Twelve states and several local governments have developed preparedness measures to prevent the health impacts of increasing extreme heat associated with climate change. The most frequent recommendation is developing or strengthening statewide heat early warning systems, with an emphasis on alerting the most vulnerable populations.

How are states addressing the threat of extreme heat?

  • California's plan includes measures to develop heat warning systems, improve outreach systems, and identify and reduce vulnerabilities to extreme heat. The cities of Berkeley and Los Angeles have adopted a strategy that includes measures to protect and increase urban trees to help cool the city in the face of extreme heat threats. Find out more >>
  • Florida's plan only addresses the interaction of heat waves and existing air quality problems in major urban areas and does not describe other measures to protect public health from extreme heat. Find out more >>
  • Maine's plan includes measures to prevent the build-up of extreme heat in urban areas and to track the health impacts of extreme heat. Find out more >>
  • Maryland's plan includes measures to prevent the worsening impacts of extreme heat by evaluating currents threats and vulnerabilities, improving alert systems and increasing the response capacity of vulnerable populations. Find out more >>
  • Michigan's plan includes measures that identify vulnerable populations, improve warning and emergency response systems and conduct outreach and education about the dangers of heat waves. Find out more >>
  • New York's plan includes measures to strengthen the ability of local emergency services to respond to heat waves and temperature extremes. Find out more >>
  • New Hampshire's plan includes a measure to strengthen local emergency services' ability to respond to heat waves and temperature extremes. The city of Keene's strategy includes measures to create cooling shelters and emergency response policies for extreme weather events. Find out more >>
  • Oregon's plan includes measures to respond to heat waves, and improve delivery of information on cooling centers, especially for isolated and vulnerable populations. Find out more >>
  • Pennsylvania's plan includes a measure to develop a statewide early-warning system for heat waves modeled on the lifesaving Philadelphia program. Find out more >>
  • Washington's plan includes measures to address health threats from extreme heat by improving preparedness and emergency response systems. King County is also directing efforts to improve capacity to respond to extreme heat emergencies. Find out more >>
  • Wisconsin's plan includes measures to prevent the worsening impacts of extreme heat by improving heat response and early warning systems. Find out more >>
  • Virginia's plan includes a measure to ensure that every Health District in Virginia has a heat emergency response plan. Find out more >>

Map Methods

Background: The frequency, duration, and intensity of heat waves in the U.S. are projected to increase substantially by 2090 due to climate change.1 Extreme heat is a significant public health threat and has been linked to increases in premature mortality, hospitalizations and emergency room visits.

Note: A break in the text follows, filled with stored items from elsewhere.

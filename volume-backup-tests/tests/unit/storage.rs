//! Unit tests for storage backends
//!
//! The local backend runs against a temp dir; remote backends are covered
//! through the fan-out helpers with in-memory mocks.

use chrono::Utc;
use std::fs::File;
use std::sync::Arc;
use std::time::{Duration, SystemTime};
use test_utils::{MockStorage, StorageBackend, TestContext};
use volume_backup::storage::{copy_all, prune_all, tracing_log, LocalStorage, PrunePolicy};

fn policy(retention_days: i32, prefix: &str) -> PrunePolicy {
    PrunePolicy {
        retention_days,
        leeway: Duration::from_secs(60),
        prefix: prefix.to_string(),
        skip: Vec::new(),
    }
}

fn backdate(path: &std::path::Path, days: u64) {
    let file = File::options().write(true).open(path).unwrap();
    file.set_modified(SystemTime::now() - Duration::from_secs(days * 24 * 60 * 60))
        .unwrap();
}

#[tokio::test]
async fn test_local_copy_updates_latest_symlink() {
    let ctx = TestContext::new();
    let archive = ctx.create_file("work/backup-1.tar.gz", "data");
    let storage = LocalStorage::new(ctx.archive_dir(), "latest.tar.gz", tracing_log());

    let location = storage.copy(&archive).await.unwrap();

    assert!(location.ends_with("backup-1.tar.gz"));
    let link = ctx.archive_dir().join("latest.tar.gz");
    assert_eq!(std::fs::read_link(&link).unwrap().to_str(), Some("backup-1.tar.gz"));

    let second = ctx.create_file("work/backup-2.tar.gz", "data");
    storage.copy(&second).await.unwrap();
    assert_eq!(std::fs::read_link(&link).unwrap().to_str(), Some("backup-2.tar.gz"));
}

#[tokio::test]
async fn test_local_prune_removes_expired_archives() {
    let ctx = TestContext::new();
    for (name, age) in [("backup-old.tar.gz", 30), ("backup-older.tar.gz", 40), ("backup-new.tar.gz", 0)] {
        let path = ctx.create_file(&format!("archive/{}", name), "data");
        backdate(&path, age);
    }
    let unrelated = ctx.create_file("archive/notes.txt", "keep");
    backdate(&unrelated, 90);

    let storage = LocalStorage::new(ctx.archive_dir(), "", tracing_log());
    let stats = storage.prune(&policy(7, "backup-"), Utc::now()).await.unwrap();

    assert_eq!(stats.total, 3);
    assert_eq!(stats.pruned, 2);
    assert_eq!(ctx.archived_files(), vec!["backup-new.tar.gz", "notes.txt"]);
}

#[tokio::test]
async fn test_local_prune_refuses_to_delete_everything() {
    let ctx = TestContext::new();
    for name in ["backup-a.tar.gz", "backup-b.tar.gz"] {
        let path = ctx.create_file(&format!("archive/{}", name), "data");
        backdate(&path, 30);
    }

    let storage = LocalStorage::new(ctx.archive_dir(), "", tracing_log());
    let stats = storage.prune(&policy(7, "backup-"), Utc::now()).await.unwrap();

    assert_eq!(stats.total, 2);
    assert_eq!(stats.pruned, 0);
    assert_eq!(ctx.archived_files().len(), 2);
}

#[tokio::test]
async fn test_local_prune_disabled_by_negative_retention() {
    let ctx = TestContext::new();
    let path = ctx.create_file("archive/backup-a.tar.gz", "data");
    backdate(&path, 365);

    let storage = LocalStorage::new(ctx.archive_dir(), "", tracing_log());
    let stats = storage.prune(&policy(-1, ""), Utc::now()).await.unwrap();

    assert_eq!(stats.total, 0);
    assert_eq!(ctx.archived_files(), vec!["backup-a.tar.gz"]);
}

#[tokio::test]
async fn test_copy_all_reports_each_backend() {
    let ctx = TestContext::new();
    let archive = ctx.create_file("work/backup.tar.gz", "data");
    let s3 = MockStorage::new("S3");
    let webdav = MockStorage::new("WebDAV").with_failing_copy();
    let backends: Vec<Arc<dyn StorageBackend>> = vec![Arc::new(s3.clone()), Arc::new(webdav.clone())];

    let results = copy_all(&backends, &archive).await;

    assert_eq!(results.len(), 2);
    assert_eq!(results[0].0, "S3");
    assert_eq!(results[0].1.as_deref().ok(), Some("mock://s3/backup.tar.gz"));
    assert_eq!(results[1].0, "WebDAV");
    assert!(results[1].1.is_err());
    assert_eq!(s3.copied(), vec![archive.clone()]);
    assert_eq!(webdav.copied(), vec![archive]);
}

#[tokio::test]
async fn test_prune_all_honors_skip_list() {
    let s3 = MockStorage::new("S3").with_prune_stats(4, 1);
    let ssh = MockStorage::new("SSH");
    let backends: Vec<Arc<dyn StorageBackend>> = vec![Arc::new(s3.clone()), Arc::new(ssh.clone())];
    let mut policy = policy(7, "");
    policy.skip = vec!["ssh".to_string()];

    let results = prune_all(&backends, &policy, Utc::now()).await;

    assert_eq!(results.len(), 1);
    assert_eq!(results[0].0, "S3");
    assert_eq!(results[0].1.as_ref().unwrap().pruned, 1);
    assert_eq!(s3.prune_count(), 1);
    assert_eq!(ssh.prune_count(), 0);
}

Extreme Heat Vulnerability Indicator: The percentage of the U.S. affected by heat waves has risen since the 1970s, distinguished by a rise in extremely high nighttime temperatures, as well as daily high temperatures well above normal.2 We applied the 90th percentile value of daily maximum summer temperatures as a measure of extreme heat, that is, daily temperatures exceeding those values were considered "extreme." Summer was calculated as June, July and August (JJA) temperatures at each meteorological station for which data were available, as is common practice in climate analyses. In addition, a 30-year period was used as a baseline, in this case a 1961-1990 reference period against which the most recent decade of data was compared, namely 2000-2009 summer daily temperatures.

Data Source: Data from all cooperative weather stations for all years historically from the National Climatic Data Center was collected. The data through 2008 was purchased from EarthInfo, a private vendor that collects NCDC data and makes it available on DVDs. 2009 data was downloaded manually from NCDC. Geographic detail for sites was also from NCDC. The NCDC defines cooperative stations as: "U.S. stations operated by local observers which generally report max/min temperatures and precipitation. National Weather Service (NWS) data are also included in this dataset. The data receive extensive automated + manual quality control."

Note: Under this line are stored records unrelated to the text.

//! End-to-end runs against mocked docker, storage and notifiers
//!
//! Run with: cargo test -p volume-backup-tests --test commands

mod pipeline;
mod proxy;
mod scheduler;
//! Storage backends archives are copied to and pruned from
//!
//! Every backend implements [`StorageBackend`]. A run builds one backend per
//! configured target, fans `copy` out across all of them, then prunes the
//! ones that received the fresh archive.

pub mod azure;
pub mod dropbox;
pub mod local;
pub mod s3;
pub mod ssh;
pub mod webdav;

pub use azure::AzureStorage;
pub use dropbox::DropboxStorage;
pub use local::LocalStorage;
pub use s3::S3Storage;
pub use ssh::SshStorage;
pub use webdav::WebdavStorage;

use crate::config::BackupConfig;
use async_trait::async_trait;
use chrono::{DateTime, Utc};
use futures::future::join_all;
use std::error::Error as StdError;
use std::future::Future;
use std::path::Path;
use std::sync::Arc;
use std::time::Duration;

/// Boxed error kept as the source of a [`StorageError`]
pub type BoxError = Box<dyn StdError + Send + Sync + 'static>;

#[derive(Debug, thiserror::Error)]
#[error("{backend}: {message}")]
pub struct StorageError {
    pub backend: &'static str,
    pub message: String,
    #[source]
    pub source: Option<BoxError>,
}

impl StorageError {
    pub fn new(backend: &'static str, message: impl Into<String>) -> Self {
        Self {
            backend,
            message: message.into(),
            source: None,
        }
    }

    pub fn with_source(backend: &'static str, message: impl Into<String>, source: impl Into<BoxError>) -> Self {
        Self {
            backend,
            message: message.into(),
            source: Some(source.into()),
        }
    }
}

/// Attach backend context to fallible operations
pub trait StorageContext<T> {
    fn storage_context<F, S>(self, backend: &'static str, message: F) -> Result<T, StorageError>
    where
        F: FnOnce() -> S,
        S: Into<String>;
}

impl<T, E> StorageContext<T> for Result<T, E>
where
    E: Into<BoxError>,
{
    fn storage_context<F, S>(self, backend: &'static str, message: F) -> Result<T, StorageError>
    where
        F: FnOnce() -> S,
        S: Into<String>,
    {
        self.map_err(|e| StorageError::with_source(backend, message(), e))
    }
}

#[derive(Debug, Clone, Copy, PartialEq, Eq)]
pub enum LogLevel {
    Info,
    Warning,
    Error,
}

/// Log sink shared by every backend of a run; receives level, backend name and message
pub type LogFn = Arc<dyn Fn(LogLevel, &str, &str) + Send + Sync>;

/// Sink that forwards straight to `tracing`
pub fn tracing_log() -> LogFn {
    Arc::new(|level, backend, message| match level {
        LogLevel::Info => tracing::info!(storage = backend, "{}", message),
        LogLevel::Warning => tracing::warn!(storage = backend, "{}", message),
        LogLevel::Error => tracing::error!(storage = backend, "{}", message),
    })
}

/// Retention rules applied when pruning
#[derive(Debug, Clone)]
pub struct PrunePolicy {
    /// Negative values disable pruning
    pub retention_days: i32,
    pub leeway: Duration,
    pub prefix: String,
    /// Backend names exempt from pruning, compared case-insensitively
    pub skip: Vec<String>,
}

impl PrunePolicy {
    pub fn from_config(backup: &BackupConfig) -> Self {
        Self {
            retention_days: backup.retention_days,
            leeway: backup.pruning_leeway,
            prefix: backup.pruning_prefix.clone(),
            skip: backup.skip_backends_from_prune.clone(),
        }
    }

    pub fn enabled(&self) -> bool {
        self.retention_days >= 0
    }

    /// Artifacts modified strictly before this instant are eligible
    pub fn deadline(&self, now: DateTime<Utc>) -> Option<DateTime<Utc>> {
        if !self.enabled() {
            return None;
        }
        let retention = chrono::Duration::days(i64::from(self.retention_days));
        let leeway = chrono::Duration::from_std(self.leeway).ok()?;
        now.checked_sub_signed(retention)?.checked_sub_signed(leeway)
    }

    pub fn is_eligible(&self, modified: DateTime<Utc>, now: DateTime<Utc>) -> bool {
        self.deadline(now).is_some_and(|deadline| modified < deadline)
    }

    pub fn matches_prefix(&self, name: &str) -> bool {
        name.starts_with(&self.prefix)
    }

    pub fn skips(&self, backend: &str) -> bool {
        self.skip.iter().any(|s| s.eq_ignore_ascii_case(backend))
    }
}

/// Counts reported by a prune pass
#[derive(Debug, Clone, Copy, Default, PartialEq, Eq)]
pub struct PruneStats {
    pub total: usize,
    pub pruned: usize,
}

/// A stored backup as seen by a listing
#[derive(Debug, Clone, PartialEq, Eq)]
pub struct Artifact {
    /// Backend specific handle, usually the object key or remote path
    pub name: String,
    pub modified: DateTime<Utc>,
}

/// Split artifacts carrying the pruning prefix into the candidate count and the eligible ones
pub fn select_for_pruning(
    policy: &PrunePolicy,
    now: DateTime<Utc>,
    artifacts: Vec<Artifact>,
    file_name: impl Fn(&Artifact) -> &str,
) -> (usize, Vec<Artifact>) {
    let candidates: Vec<Artifact> = artifacts
        .into_iter()
        .filter(|a| policy.matches_prefix(file_name(a)))
        .collect();
    let total = candidates.len();
    let matches = candidates
        .into_iter()
        .filter(|a| policy.is_eligible(a.modified, now))
        .collect();
    (total, matches)
}

/// Remove `matches` unless doing so would delete every candidate
pub async fn do_prune<F, Fut>(
    backend: &'static str,
    log: &LogFn,
    matches: usize,
    total: usize,
    deadline: DateTime<Utc>,
    remove: F,
) -> Result<PruneStats, StorageError>
where
    F: FnOnce() -> Fut,
    Fut: Future<Output = Result<(), StorageError>>,
{
    if matches != 0 && matches != total {
        remove().await?;
        log(
            LogLevel::Info,
            backend,
            &format!(
                "Pruned {} out of {} backups as they were older than the given deadline of {}.",
                matches,
                total,
                deadline.to_rfc3339()
            ),
        );
        Ok(PruneStats { total, pruned: matches })
    } else if matches != 0 {
        log(
            LogLevel::Warning,
            backend,
            &format!(
                "The current configuration would delete all {} existing backups. Refusing to do so, please check your configuration.",
                total
            ),
        );
        Ok(PruneStats { total, pruned: 0 })
    } else {
        log(
            LogLevel::Info,
            backend,
            &format!("None of {} existing backups were pruned.", total),
        );
        Ok(PruneStats { total, pruned: 0 })
    }
}

/// A place archives are copied to
#[async_trait]
pub trait StorageBackend: Send + Sync {
    /// Name used in stats, logs and the skip-from-prune list
    fn name(&self) -> &'static str;

    /// Copy the archive, returning where it was stored
    async fn copy(&self, file: &Path) -> Result<String, StorageError>;

    /// Delete archives older than the policy allows
    async fn prune(&self, policy: &PrunePolicy, now: DateTime<Utc>) -> Result<PruneStats, StorageError>;
}

/// Copy to every backend concurrently, reporting each outcome in input order
pub async fn copy_all(
    backends: &[Arc<dyn StorageBackend>],
    file: &Path,
) -> Vec<(&'static str, Result<String, StorageError>)> {
    join_all(backends.iter().map(|backend| async move {
        (backend.name(), backend.copy(file).await)
    }))
    .await
}

/// Prune every backend concurrently, honoring the skip list
pub async fn prune_all(
    backends: &[Arc<dyn StorageBackend>],
    policy: &PrunePolicy,
    now: DateTime<Utc>,
) -> Vec<(&'static str, Result<PruneStats, StorageError>)> {
    join_all(
        backends
            .iter()
            .filter(|backend| !policy.skips(backend.name()))
            .map(|backend| async move { (backend.name(), backend.prune(policy, now).await) }),
    )
    .await
}

/// Join a remote directory and a file name with exactly one slash
pub(crate) fn join_remote(dir: &str, name: &str) -> String {
    let dir = dir.trim_end_matches('/');
    if dir.is_empty() {
        name.to_string()
    } else {
        format!("{}/{}", dir, name)
    }
}

/// Last path segment of a remote key
pub(crate) fn base_name(key: &str) -> &str {
    key.rsplit('/').next().unwrap_or(key)
}

/// In-memory backend for tests
pub mod mock {
    use super::*;
    use std::path::PathBuf;
    use std::sync::Mutex;

    #[derive(Clone)]
    pub struct MockStorage {
        name: &'static str,
        /// Files passed to `copy`
        pub copies: Arc<Mutex<Vec<PathBuf>>>,
        /// Number of `prune` calls
        pub prunes: Arc<Mutex<usize>>,
        fail_copy: bool,
        fail_prune: bool,
        prune_stats: PruneStats,
    }

    impl MockStorage {
        pub fn new(name: &'static str) -> Self {
            Self {
                name,
                copies: Arc::new(Mutex::new(Vec::new())),
                prunes: Arc::new(Mutex::new(0)),
                fail_copy: false,
                fail_prune: false,
                prune_stats: PruneStats::default(),
            }
        }

        pub fn with_failing_copy(mut self) -> Self {
            self.fail_copy = true;
            self
        }

        pub fn with_failing_prune(mut self) -> Self {
            self.fail_prune = true;
            self
        }

        pub fn with_prune_stats(mut self, total: usize, pruned: usize) -> Self {
            self.prune_stats = PruneStats { total, pruned };
            self
        }

        pub fn copied(&self) -> Vec<PathBuf> {
            self.copies.lock().unwrap().clone()
        }

        pub fn prune_count(&self) -> usize {
            *self.prunes.lock().unwrap()
        }
    }

    #[async_trait]
    impl StorageBackend for MockStorage {
        fn name(&self) -> &'static str {
            self.name
        }

        async fn copy(&self, file: &Path) -> Result<String, StorageError> {
            self.copies.lock().unwrap().push(file.to_path_buf());
            if self.fail_copy {
                return Err(StorageError::new(self.name, "upload rejected"));
            }
            let name = file.file_name().map(|n| n.to_string_lossy().into_owned()).unwrap_or_default();
            Ok(format!("mock://{}/{}", self.name.to_lowercase(), name))
        }

        async fn prune(&self, _policy: &PrunePolicy, _now: DateTime<Utc>) -> Result<PruneStats, StorageError> {
            *self.prunes.lock().unwrap() += 1;
            if self.fail_prune {
                return Err(StorageError::new(self.name, "listing failed"));
            }
            Ok(self.prune_stats)
        }
    }
}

Data Preparation: Data was assembled in an SQL data base. Each record represented a single site-month of data. The total was 24 million site-month records or a total of more than 720 million site-days of data.

Calculations: For each site we calculated the 90th percentile for the maximum temperature during the reference period of June, July and August of 1961-1990. All days June, July and August 2000-2009 at the same site were then compared against the reference period 90th percentile value. The total number of days that exceeded the 90th percentile reference value was computed. County-level averages were then computed by averaging site-level data within the county.

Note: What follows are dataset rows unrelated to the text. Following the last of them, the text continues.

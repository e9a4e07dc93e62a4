//! Local archive directory backend

use super::{
    do_prune, select_for_pruning, Artifact, LogFn, LogLevel, PrunePolicy, PruneStats, StorageBackend,
    StorageContext, StorageError,
};
use async_trait::async_trait;
use chrono::{DateTime, Utc};
use std::path::{Path, PathBuf};

const NAME: &str = "Local";

pub struct LocalStorage {
    archive_path: PathBuf,
    latest_symlink: String,
    log: LogFn,
}

impl LocalStorage {
    pub fn new(archive_path: impl Into<PathBuf>, latest_symlink: impl Into<String>, log: LogFn) -> Self {
        Self {
            archive_path: archive_path.into(),
            latest_symlink: latest_symlink.into(),
            log,
        }
    }

    async fn update_symlink(&self, target_name: &str) -> Result<(), StorageError> {
        let link = self.archive_path.join(&self.latest_symlink);
        match tokio::fs::symlink_metadata(&link).await {
            Ok(_) => tokio::fs::remove_file(&link)
                .await
                .storage_context(NAME, || format!("error removing existing symlink {:?}", link))?,
            Err(e) if e.kind() == std::io::ErrorKind::NotFound => {}
            Err(e) => return Err(StorageError::with_source(NAME, format!("error checking symlink {:?}", link), e)),
        }

        tokio::fs::symlink(target_name, &link)
            .await
            .storage_context(NAME, || format!("error creating latest symlink {:?}", link))?;
        (self.log)(
            LogLevel::Info,
            NAME,
            &format!("Created/Updated symlink `{}` for latest backup.", self.latest_symlink),
        );
        Ok(())
    }

    /// Regular files and symlinks in the archive directory carrying the pruning prefix
    async fn list(&self, prefix: &str) -> Result<(Vec<Artifact>, Vec<PathBuf>), StorageError> {
        let mut entries = tokio::fs::read_dir(&self.archive_path)
            .await
            .storage_context(NAME, || format!("error reading directory {:?}", self.archive_path))?;

        let mut files = Vec::new();
        let mut links = Vec::new();
        while let Some(entry) = entries
            .next_entry()
            .await
            .storage_context(NAME, || format!("error reading directory {:?}", self.archive_path))?
        {
            let name = entry.file_name().to_string_lossy().into_owned();
            if !name.starts_with(prefix) {
                continue;
            }
            let path = entry.path();
            let meta = tokio::fs::symlink_metadata(&path)
                .await
                .storage_context(NAME, || format!("error calling lstat on file {:?}", path))?;

            if meta.file_type().is_symlink() {
                links.push(path);
            } else if meta.is_file() {
                let modified = meta
                    .modified()
                    .storage_context(NAME, || format!("error reading mtime of {:?}", path))?;
                files.push(Artifact {
                    name: path.to_string_lossy().into_owned(),
                    modified: DateTime::<Utc>::from(modified),
                });
            }
        }
        Ok((files, links))
    }
}

#[async_trait]
impl StorageBackend for LocalStorage {
    fn name(&self) -> &'static str {
        NAME
    }

    async fn copy(&self, file: &Path) -> Result<String, StorageError> {
        let name = file
            .file_name()
            .ok_or_else(|| StorageError::new(NAME, format!("{:?} has no file name", file)))?
            .to_string_lossy()
            .into_owned();
        let destination = self.archive_path.join(&name);

        tokio::fs::copy(file, &destination)
            .await
            .storage_context(NAME, || format!("error copying file {:?} to {:?}", file, destination))?;
        (self.log)(
            LogLevel::Info,
            NAME,
            &format!("Stored copy of backup `{}` in `{}`.", name, self.archive_path.display()),
        );

        if !self.latest_symlink.is_empty() {
            self.update_symlink(&name).await?;
        }

        Ok(destination.to_string_lossy().into_owned())
    }

    async fn prune(&self, policy: &PrunePolicy, now: DateTime<Utc>) -> Result<PruneStats, StorageError> {
        let Some(deadline) = policy.deadline(now) else {
            return Ok(PruneStats::default());
        };

        let (files, links) = self.list(&policy.prefix).await?;
        let (total, matches) = select_for_pruning(policy, now, files, |a| {
            Path::new(&a.name)
                .file_name()
                .and_then(|n| n.to_str())
                .unwrap_or_default()
        });

        let stats = do_prune(NAME, &self.log, matches.len(), total, deadline, || async {
            let mut failures = Vec::new();
            for artifact in &matches {
                if let Err(e) = tokio::fs::remove_file(&artifact.name).await {
                    failures.push(format!("{}: {}", artifact.name, e));
                }
            }
            if failures.is_empty() {
                Ok(())
            } else {
                Err(StorageError::new(
                    NAME,
                    format!("{} error(s) deleting files: {}", failures.len(), failures.join(", ")),
                ))
            }
        })
        .await?;

        // Links whose target no longer exists
        for link in links {
            if tokio::fs::metadata(&link).await.is_err() {
                tokio::fs::remove_file(&link)
                    .await
                    .storage_context(NAME, || format!("error removing dangling symlink {:?}", link))?;
                (self.log)(
                    LogLevel::Info,
                    NAME,
                    &format!("Removed dangling symlink `{}`.", link.display()),
                );
            }
        }

        Ok(stats)
    }
}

Sites were excluded from the analysis if A) they had less than 75% of possible reference days; B) one entire year from the 2000-2009 period was missing; or C) they had less than 75% of possible current period days.

Map: In a summer defined as June, July and August, there are a total of 92 days, so the "expected" number of days that would exceed the 90th percentile is 10% of 92, or 9.2 days. Rounding to the nearest whole number of days, locations with over 9 days on average per summer with temperatures above that station's 90th percentile reference value had "more than expected" number of days of extreme heat. The highest category (greater than 13.8 days) gives a sense of those locations with over approximately two weeks of these "more than expected" hot days in a recent decade, relative to temperatures in the 30 years from 1961-1990.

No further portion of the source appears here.